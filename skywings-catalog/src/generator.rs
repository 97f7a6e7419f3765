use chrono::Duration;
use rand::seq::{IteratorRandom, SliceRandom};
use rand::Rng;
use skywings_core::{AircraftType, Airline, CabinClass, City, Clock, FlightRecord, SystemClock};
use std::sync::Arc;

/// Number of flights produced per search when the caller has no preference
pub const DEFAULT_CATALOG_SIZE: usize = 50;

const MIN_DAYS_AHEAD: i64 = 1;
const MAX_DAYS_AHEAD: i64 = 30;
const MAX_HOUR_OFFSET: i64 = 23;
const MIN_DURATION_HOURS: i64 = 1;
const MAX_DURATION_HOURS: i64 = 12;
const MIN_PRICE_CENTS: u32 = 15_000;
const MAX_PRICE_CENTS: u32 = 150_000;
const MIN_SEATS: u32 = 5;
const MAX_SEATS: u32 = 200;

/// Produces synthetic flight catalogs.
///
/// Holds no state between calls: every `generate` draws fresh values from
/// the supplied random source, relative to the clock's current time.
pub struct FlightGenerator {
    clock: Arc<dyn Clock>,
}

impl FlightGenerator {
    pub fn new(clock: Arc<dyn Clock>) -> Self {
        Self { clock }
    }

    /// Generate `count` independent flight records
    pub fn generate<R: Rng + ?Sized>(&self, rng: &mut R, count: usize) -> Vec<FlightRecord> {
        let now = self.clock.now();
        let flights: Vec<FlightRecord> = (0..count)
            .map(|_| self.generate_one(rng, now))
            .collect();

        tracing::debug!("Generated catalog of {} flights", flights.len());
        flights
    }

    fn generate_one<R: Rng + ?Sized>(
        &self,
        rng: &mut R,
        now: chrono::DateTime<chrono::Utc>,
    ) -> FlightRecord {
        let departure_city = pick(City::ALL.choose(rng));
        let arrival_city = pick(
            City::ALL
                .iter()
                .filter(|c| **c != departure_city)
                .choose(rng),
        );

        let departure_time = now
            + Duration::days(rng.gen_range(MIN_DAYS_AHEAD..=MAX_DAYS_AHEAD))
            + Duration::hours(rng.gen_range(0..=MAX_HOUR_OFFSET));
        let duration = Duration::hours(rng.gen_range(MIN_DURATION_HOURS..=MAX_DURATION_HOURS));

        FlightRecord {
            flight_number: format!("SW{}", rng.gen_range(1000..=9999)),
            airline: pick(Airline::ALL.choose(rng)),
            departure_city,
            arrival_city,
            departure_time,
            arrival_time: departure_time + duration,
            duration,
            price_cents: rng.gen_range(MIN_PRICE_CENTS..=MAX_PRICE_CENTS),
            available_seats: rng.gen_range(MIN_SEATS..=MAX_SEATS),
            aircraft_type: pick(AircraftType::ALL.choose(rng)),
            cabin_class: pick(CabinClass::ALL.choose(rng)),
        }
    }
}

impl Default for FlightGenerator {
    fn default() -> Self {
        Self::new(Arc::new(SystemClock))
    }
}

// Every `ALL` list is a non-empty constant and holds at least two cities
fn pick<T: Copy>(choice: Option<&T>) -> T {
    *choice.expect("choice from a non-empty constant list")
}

++++++++++

■ **TASK BRIEF**: Would you please reproduce every line from the one containing "fn generate_one<R: Rng" through the final line of the listing, and only those lines?

■ **ANSWER**:
    fn generate_one<R: Rng + ?Sized>(
        &self,
        rng: &mut R,
        now: chrono::DateTime<chrono::Utc>,
    ) -> FlightRecord {
        let departure_city = pick(City::ALL.choose(rng));
        let arrival_city = pick(
            City::ALL
                .iter()
                .filter(|c| **c != departure_city)
                .choose(rng),
        );

        let departure_time = now
            + Duration::days(rng.gen_range(MIN_DAYS_AHEAD..=MAX_DAYS_AHEAD))
            + Duration::hours(rng.gen_range(0..=MAX_HOUR_OFFSET));
        let duration = Duration::hours(rng.gen_range(MIN_DURATION_HOURS..=MAX_DURATION_HOURS));

        FlightRecord {
            flight_number: format!("SW{}", rng.gen_range(1000..=9999)),
            airline: pick(Airline::ALL.choose(rng)),
            departure_city,
            arrival_city,
            departure_time,
            arrival_time: departure_time + duration,
            duration,
            price_cents: rng.gen_range(MIN_PRICE_CENTS..=MAX_PRICE_CENTS),
            available_seats: rng.gen_range(MIN_SEATS..=MAX_SEATS),
            aircraft_type: pick(AircraftType::ALL.choose(rng)),
            cabin_class: pick(CabinClass::ALL.choose(rng)),
        }
    }
}

impl Default for FlightGenerator {
    fn default() -> Self {
        Self::new(Arc::new(SystemClock))
    }
}

// Every `ALL` list is a non-empty constant and holds at least two cities
fn pick<T: Copy>(choice: Option<&T>) -> T {
    *choice.expect("choice from a non-empty constant list")
}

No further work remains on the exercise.